Objective: The objective of this exploratory study was to investigate the association between NAWM myelin and cognitive function in older adults with cSVD.
Methods: This exploratory study included 55 participants with cSVD. NAWM myelin was measured using myelin water imaging and was quantified as myelin water fraction (MWF). Assessment of cognitive function included processing speed (Trail Making Test Part A), set shifting (Trail Making Test Part B minus A), working memory (Verbal Digit Span Backwards Test), and inhibition (Stroop Test). Multiple linear regression analyses assessed the contribution of NAWM MWF on cognitive outcomes controlling for age, education, and total white matter hyperintensity volume. The overall alpha was set at ≤0.05.

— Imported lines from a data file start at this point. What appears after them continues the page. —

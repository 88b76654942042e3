#[cfg(debug_assertions)]
use simplelog::{ColorChoice, TermLogger, TerminalMode};
use simplelog::{CombinedLogger, ConfigBuilder, LevelFilter, SharedLogger, WriteLogger};
use std::fs::{File, OpenOptions};
use std::io::{self, Write};
use std::path::{Path, PathBuf};
use std::sync::{Mutex, PoisonError};
use storegate_platform::AppPaths;

/// Appending log writer that reopens its file if it is removed underneath it.
struct ReopeningLogWriter {
    path: PathBuf,
    file: Mutex<Option<File>>,
}

impl ReopeningLogWriter {
    fn open(path: PathBuf) -> io::Result<Self> {
        let file = Self::open_append(&path)?;
        Ok(Self {
            path,
            file: Mutex::new(Some(file)),
        })
    }

    fn open_append(path: &Path) -> io::Result<File> {
        if let Some(parent) = path.parent() {
            std::fs::create_dir_all(parent)?;
        }
        OpenOptions::new().create(true).append(true).open(path)
    }

    fn with_file<T>(&self, f: impl FnOnce(&mut File) -> io::Result<T>) -> io::Result<T> {
        let mut guard = self.file.lock().unwrap_or_else(PoisonError::into_inner);
        if guard.is_none() || !self.path.exists() {
            *guard = Some(Self::open_append(&self.path)?);
        }
        match guard.as_mut() {
            Some(file) => f(file),
            None => Err(io::Error::other("log file not available")),
        }
    }
}

impl Write for ReopeningLogWriter {
    fn write(&mut self, buf: &[u8]) -> io::Result<usize> {
        self.with_file(|file| file.write(buf))
    }

    fn flush(&mut self) -> io::Result<()> {
        self.with_file(File::flush)
    }
}

/// Drop the older half of the log once it grows past `max_bytes`.
fn trim_log_file(log_path: &Path, max_bytes: u64) {
    let Ok(metadata) = std::fs::metadata(log_path) else {
        return;
    };
    if metadata.len() <= max_bytes {
        return;
    }
    let Ok(contents) = std::fs::read(log_path) else {
        return;
    };
    let half = contents.len() / 2;
    let keep_from = contents[half..]
        .iter()
        .position(|&b| b == b'\n')
        .map_or(half, |pos| half + pos + 1);
    let _ = std::fs::write(log_path, &contents[keep_from..]);
}

pub fn init_logging(paths: &AppPaths, debug_enabled: bool, max_log_size: u64) {
    let log_path = paths.log_file();
    trim_log_file(&log_path, max_log_size);

    let config = ConfigBuilder::new()
        .set_time_format_rfc3339()
        .add_filter_allow_str("storegate")
        .build();

    let mut loggers: Vec<Box<dyn SharedLogger>> = Vec::new();

    #[cfg(debug_assertions)]
    loggers.push(TermLogger::new(
        LevelFilter::Debug,
        config.clone(),
        TerminalMode::Stderr,
        ColorChoice::Auto,
    ));

    match ReopeningLogWriter::open(log_path.clone()) {
        Ok(writer) => loggers.push(WriteLogger::new(LevelFilter::Debug, config, writer)),
        Err(error) => eprintln!("storegate: log file {} unavailable: {error}", log_path.display()),
    }

    if !loggers.is_empty() {
        let _ = CombinedLogger::init(loggers);
    }

    set_logging_enabled(debug_enabled);
    log::debug!("Logging initialized, log file: {}", log_path.display());
}

pub fn set_logging_enabled(enabled: bool) {
    if enabled {
        log::set_max_level(log::LevelFilter::Debug);
    } else {
        log::set_max_level(log::LevelFilter::Off);
    }
}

Results: After accounting for age, education, and total white matter hyperintensity volume, lower NAWM MWF was significantly associated with slower processing speed (β = -0.29, p = 0.037) and poorer working memory (β= 0.30, p = 0.048). NAWM MWF was not significantly associated with set shifting or inhibitory control (p > 0.132).
Conclusion: Myelin loss in NAWM may play a role in the evolution of impaired processing speed and working memory in people with cSVD. Future studies, with a longitudinal design and larger sample sizes, are needed to fully elucidate the role of myelin as a potential biomarker for cognitive function.
Keywords: Cerebral small vessel disease; executive functions; myelin; myelin water imaging; vascular cognitive impairment; white matter hyperintensities.